Task instructions: The result should be every line in the data below that carries the string "workflow".

--- Data extracts Enclosed Below ---

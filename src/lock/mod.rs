//! Cross-process mutual exclusion via a lock directory.
//!
//! The lock is a directory created with create-exclusive semantics (two
//! concurrent acquirers cannot both succeed) containing a `pid` file with
//! the owner's PID and acquisition timestamp. A lock is considered
//! abandoned when its age exceeds the configured TTL or when the recorded
//! PID no longer corresponds to a running process; abandoned locks are
//! evicted and acquisition retried once.
//!
//! [`LockGuard`] releases on drop, so the lock is removed on every exit
//! path of the workflow, including panics. Release only removes the entry
//! when the recorded PID matches the releasing process — never blindly
//! delete a lock you do not own.

use std::fs;
use std::io::ErrorKind;
use std::path::{Path, PathBuf};

use tracing::{info, warn};

use crate::error::{Result, RoutineError};

/// Name of the ownership record inside the lock directory.
const PID_FILE: &str = "pid";

/// A lock dir with no pid record younger than this may belong to an
/// acquirer that is still mid-write and must not be reclaimed.
const RECLAIM_GRACE_SECS: u64 = 5;

/// Scoped ownership of the workflow lock.
#[derive(Debug)]
pub struct LockGuard {
    lock_dir: PathBuf,
    pid: u32,
    released: bool,
}

/// Parsed contents of a lock's `pid` file.
#[derive(Debug, Clone, Copy)]
struct LockRecord {
    pid: u32,
    acquired_at: i64,
}

impl LockRecord {
    fn age_secs(&self) -> u64 {
        (chrono::Utc::now().timestamp() - self.acquired_at).max(0) as u64
    }
}

impl LockGuard {
    /// Acquire the lock at `lock_dir`, evicting a stale holder if permitted.
    ///
    /// `ttl_secs` = 0 disables age-based eviction; a lock whose recorded PID
    /// is not alive is always treated as abandoned.
    pub fn acquire(lock_dir: &Path, ttl_secs: u64) -> Result<LockGuard> {
        let mut evicted = false;
        loop {
            match try_create(lock_dir) {
                Ok(guard) => {
                    info!(
                        "Lock acquired: {} (PID {})",
                        lock_dir.display(),
                        guard.pid
                    );
                    signal_cleanup::arm(lock_dir);
                    return Ok(guard);
                }
                Err(e) if e.kind() == ErrorKind::AlreadyExists => {
                    if evicted {
                        // Lost the race to another acquirer right after eviction.
                        return Err(held_error(lock_dir));
                    }
                    match read_record(lock_dir) {
                        Some(record) if is_abandoned(&record, ttl_secs) => {
                            warn!(
                                "Evicting abandoned lock at {} (PID {}, age {}s)",
                                lock_dir.display(),
                                record.pid,
                                record.age_secs()
                            );
                            remove_lock_dir(lock_dir)?;
                            evicted = true;
                        }
                        Some(_) => return Err(held_error(lock_dir)),
                        None if dir_older_than(lock_dir, RECLAIM_GRACE_SECS) => {
                            // Directory without a readable pid file: a crashed
                            // acquirer that never finished writing. Reclaim it.
                            warn!("Removing lock dir without pid record: {}", lock_dir.display());
                            remove_lock_dir(lock_dir)?;
                            evicted = true;
                        }
                        None => {
                            // A concurrent acquirer may be between mkdir and
                            // writing its pid file; treat the lock as held.
                            return Err(held_error(lock_dir));
                        }
                    }
                }
                Err(e) => {
                    return Err(RoutineError::LockAcquisitionFailed {
                        lock_dir: lock_dir.to_path_buf(),
                        message: e.to_string(),
                    })
                }
            }
        }
    }

    /// The directory this guard owns.
    pub fn lock_dir(&self) -> &Path {
        &self.lock_dir
    }

    /// Explicitly release the lock (also happens on drop).
    pub fn release(mut self) {
        self.release_inner();
    }

    fn release_inner(&mut self) {
        if self.released {
            return;
        }
        self.released = true;
        signal_cleanup::disarm();

        match read_record(&self.lock_dir) {
            Some(record) if record.pid == self.pid => {
                if let Err(e) = fs::remove_dir_all(&self.lock_dir) {
                    warn!("Error while releasing lock: {}", e);
                } else {
                    info!("Lock released: {}", self.lock_dir.display());
                }
            }
            Some(record) => {
                // A TTL eviction by another process reclaimed the entry.
                warn!(
                    "Lock at {} now owned by PID {} — leaving it in place",
                    self.lock_dir.display(),
                    record.pid
                );
            }
            None => {
                // No pid record left; best-effort removal of the bare dir.
                if self.lock_dir.exists() {
                    let _ = fs::remove_dir_all(&self.lock_dir);
                }
            }
        }
    }
}

impl Drop for LockGuard {
    fn drop(&mut self) {
        self.release_inner();
    }
}

/// Create the lock directory exclusively and record ownership.
fn try_create(lock_dir: &Path) -> std::io::Result<LockGuard> {
    if let Some(parent) = lock_dir.parent() {
        fs::create_dir_all(parent)?;
    }
    fs::create_dir(lock_dir)?;

    let pid = std::process::id();
    let record = format!("{}\n{}\n", pid, chrono::Utc::now().timestamp());
    fs::write(lock_dir.join(PID_FILE), record)?;

    Ok(LockGuard {
        lock_dir: lock_dir.to_path_buf(),
        pid,
        released: false,
    })
}

fn read_record(lock_dir: &Path) -> Option<LockRecord> {
    let raw = fs::read_to_string(lock_dir.join(PID_FILE)).ok()?;
    let mut lines = raw.lines();
    let pid = lines.next()?.trim().parse().ok()?;
    let acquired_at = lines.next()?.trim().parse().ok()?;
    Some(LockRecord { pid, acquired_at })
}

fn is_abandoned(record: &LockRecord, ttl_secs: u64) -> bool {
    if ttl_secs > 0 && record.age_secs() > ttl_secs {
        return true;
    }
    !pid_alive(record.pid)
}

fn dir_older_than(lock_dir: &Path, secs: u64) -> bool {
    fs::metadata(lock_dir)
        .and_then(|m| m.modified())
        .ok()
        .and_then(|mtime| mtime.elapsed().ok())
        .map(|age| age.as_secs() >= secs)
        .unwrap_or(false)
}

fn remove_lock_dir(lock_dir: &Path) -> Result<()> {
    fs::remove_dir_all(lock_dir).map_err(|e| RoutineError::LockAcquisitionFailed {
        lock_dir: lock_dir.to_path_buf(),
        message: format!("could not evict stale lock: {}", e),
    })
}

fn held_error(lock_dir: &Path) -> RoutineError {
    let record = read_record(lock_dir);
    RoutineError::LockHeld {
        lock_dir: lock_dir.to_path_buf(),
        pid: record.map(|r| r.pid).unwrap_or(0),
        age_secs: record.map(|r| r.age_secs()).unwrap_or(0),
    }
}

/// Lock release on SIGINT/SIGTERM.
///
/// `Drop` never runs when a signal kills the process, so while the lock is
/// held a handler removes the lock entry and exits `128 + signum`. The
/// handler body is restricted to async-signal-safe calls (`unlink`,
/// `rmdir`, `_exit`); the paths are pre-rendered C strings published
/// through atomics when the lock is taken.
#[cfg(unix)]
mod signal_cleanup {
    use std::ffi::CString;
    use std::os::unix::ffi::OsStrExt;
    use std::path::Path;
    use std::sync::atomic::{AtomicPtr, Ordering};

    static PID_FILE_PATH: AtomicPtr<libc::c_char> = AtomicPtr::new(std::ptr::null_mut());
    static LOCK_DIR_PATH: AtomicPtr<libc::c_char> = AtomicPtr::new(std::ptr::null_mut());

    extern "C" fn handle(signum: libc::c_int) {
        let pid_file = PID_FILE_PATH.load(Ordering::SeqCst);
        if !pid_file.is_null() {
            unsafe { libc::unlink(pid_file) };
        }
        let dir = LOCK_DIR_PATH.load(Ordering::SeqCst);
        if !dir.is_null() {
            unsafe { libc::rmdir(dir) };
        }
        unsafe { libc::_exit(128 + signum) };
    }

    pub(super) fn arm(lock_dir: &Path) {
        let dir = CString::new(lock_dir.as_os_str().as_bytes()).ok();
        let pid_file =
            CString::new(lock_dir.join(super::PID_FILE).as_os_str().as_bytes()).ok();
        let (Some(dir), Some(pid_file)) = (dir, pid_file) else {
            return;
        };
        // into_raw leaks on purpose: the handler may read these at any time.
        PID_FILE_PATH.store(pid_file.into_raw(), Ordering::SeqCst);
        LOCK_DIR_PATH.store(dir.into_raw(), Ordering::SeqCst);
        unsafe {
            libc::signal(libc::SIGINT, handle as libc::sighandler_t);
            libc::signal(libc::SIGTERM, handle as libc::sighandler_t);
        }
    }

    pub(super) fn disarm() {
        LOCK_DIR_PATH.store(std::ptr::null_mut(), Ordering::SeqCst);
        PID_FILE_PATH.store(std::ptr::null_mut(), Ordering::SeqCst);
        unsafe {
            libc::signal(libc::SIGINT, libc::SIG_DFL);
            libc::signal(libc::SIGTERM, libc::SIG_DFL);
        }
    }
}

#[cfg(not(unix))]
mod signal_cleanup {
    use std::path::Path;

    pub(super) fn arm(_lock_dir: &Path) {}

    pub(super) fn disarm() {}
}

/// Is a process with this PID currently running?
#[cfg(unix)]
fn pid_alive(pid: u32) -> bool {
    // kill(pid, 0) probes for existence; EPERM still means the process exists.
    let rc = unsafe { libc::kill(pid as libc::pid_t, 0) };
    rc == 0 || std::io::Error::last_os_error().raw_os_error() == Some(libc::EPERM)
}

#[cfg(not(unix))]
fn pid_alive(_pid: u32) -> bool {
    // No cheap liveness probe; rely on TTL eviction only.
    true
}

#[cfg(test)]
mod tests {
    use super::*;
    use tempfile::TempDir;

    fn lock_path(temp: &TempDir) -> PathBuf {
        temp.path().join("workflow.lock")
    }

    fn write_record(lock_dir: &Path, pid: u32, acquired_at: i64) {
        fs::create_dir_all(lock_dir).unwrap();
        fs::write(lock_dir.join(PID_FILE), format!("{}\n{}\n", pid, acquired_at)).unwrap();
    }

    #[test]
    fn acquire_creates_dir_and_pid_record() {
        let temp = TempDir::new().unwrap();
        let dir = lock_path(&temp);

        let guard = LockGuard::acquire(&dir, 0).unwrap();

        assert!(dir.is_dir());
        let record = read_record(&dir).unwrap();
        assert_eq!(record.pid, std::process::id());
        drop(guard);
    }

    #[test]
    fn acquire_creates_missing_parents() {
        let temp = TempDir::new().unwrap();
        let dir = temp.path().join("nested/deeper/workflow.lock");

        let _guard = LockGuard::acquire(&dir, 0).unwrap();
        assert!(dir.is_dir());
    }

    #[test]
    fn second_acquire_fails_with_lock_held() {
        let temp = TempDir::new().unwrap();
        let dir = lock_path(&temp);

        let _guard = LockGuard::acquire(&dir, 0).unwrap();
        let err = LockGuard::acquire(&dir, 0).unwrap_err();

        match err {
            RoutineError::LockHeld { pid, .. } => assert_eq!(pid, std::process::id()),
            other => panic!("expected LockHeld, got {:?}", other),
        }
    }

    #[test]
    fn release_on_drop_removes_dir() {
        let temp = TempDir::new().unwrap();
        let dir = lock_path(&temp);

        {
            let _guard = LockGuard::acquire(&dir, 0).unwrap();
            assert!(dir.exists());
        }
        assert!(!dir.exists());
    }

    #[test]
    fn explicit_release_removes_dir() {
        let temp = TempDir::new().unwrap();
        let dir = lock_path(&temp);

        let guard = LockGuard::acquire(&dir, 0).unwrap();
        guard.release();
        assert!(!dir.exists());
    }

    #[test]
    fn stale_lock_is_evicted_after_ttl() {
        let temp = TempDir::new().unwrap();
        let dir = lock_path(&temp);

        // Our own PID is alive, so only the TTL can justify eviction.
        let old = chrono::Utc::now().timestamp() - 3600;
        write_record(&dir, std::process::id(), old);

        let guard = LockGuard::acquire(&dir, 60).unwrap();
        let record = read_record(&dir).unwrap();
        assert_eq!(record.pid, std::process::id());
        assert!(record.age_secs() < 60);
        drop(guard);
    }

    #[test]
    fn fresh_lock_survives_ttl_check() {
        let temp = TempDir::new().unwrap();
        let dir = lock_path(&temp);

        write_record(&dir, std::process::id(), chrono::Utc::now().timestamp());

        assert!(matches!(
            LockGuard::acquire(&dir, 3600),
            Err(RoutineError::LockHeld { .. })
        ));
    }

    #[cfg(unix)]
    #[test]
    fn dead_pid_lock_is_evicted() {
        let temp = TempDir::new().unwrap();
        let dir = lock_path(&temp);

        // A PID beyond any realistic pid_max; kill() reports ESRCH for it.
        write_record(&dir, 3_999_999, chrono::Utc::now().timestamp());

        let _guard = LockGuard::acquire(&dir, 0).unwrap();
        assert_eq!(read_record(&dir).unwrap().pid, std::process::id());
    }

    #[test]
    fn fresh_recordless_dir_treated_as_held() {
        // A dir with no pid file and a fresh mtime may belong to an acquirer
        // that is mid-write; it must not be reclaimed.
        let temp = TempDir::new().unwrap();
        let dir = lock_path(&temp);
        fs::create_dir_all(&dir).unwrap();

        assert!(matches!(
            LockGuard::acquire(&dir, 0),
            Err(RoutineError::LockHeld { .. })
        ));
    }

    #[test]
    fn release_leaves_foreign_lock_in_place() {
        let temp = TempDir::new().unwrap();
        let dir = lock_path(&temp);

        let guard = LockGuard::acquire(&dir, 0).unwrap();
        // Simulate another process reclaiming the entry after a TTL eviction.
        write_record(&dir, std::process::id() + 1, chrono::Utc::now().timestamp());

        drop(guard);
        assert!(dir.exists());
        fs::remove_dir_all(&dir).unwrap();
    }

    #[test]
    fn concurrent_acquires_admit_exactly_one() {
        use std::sync::atomic::{AtomicUsize, Ordering};
        use std::sync::{Arc, Barrier};

        let temp = TempDir::new().unwrap();
        let dir = lock_path(&temp);
        let wins = Arc::new(AtomicUsize::new(0));
        let barrier = Arc::new(Barrier::new(8));

        std::thread::scope(|s| {
            for _ in 0..8 {
                let dir = dir.clone();
                let wins = Arc::clone(&wins);
                let barrier = Arc::clone(&barrier);
                s.spawn(move || {
                    barrier.wait();
                    if let Ok(guard) = LockGuard::acquire(&dir, 0) {
                        wins.fetch_add(1, Ordering::SeqCst);
                        // Hold until every thread has attempted.
                        std::thread::sleep(std::time::Duration::from_millis(100));
                        drop(guard);
                    }
                });
            }
        });

        assert_eq!(wins.load(Ordering::SeqCst), 1);
    }

    #[test]
    fn pid_alive_for_current_process() {
        assert!(pid_alive(std::process::id()));
    }
}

--- End of Enclosed Data extracts ---

Answer box:
//! path of the workflow, including panics. Release only removes the entry
/// Scoped ownership of the workflow lock.
        temp.path().join("workflow.lock")
        let dir = temp.path().join("nested/deeper/workflow.lock");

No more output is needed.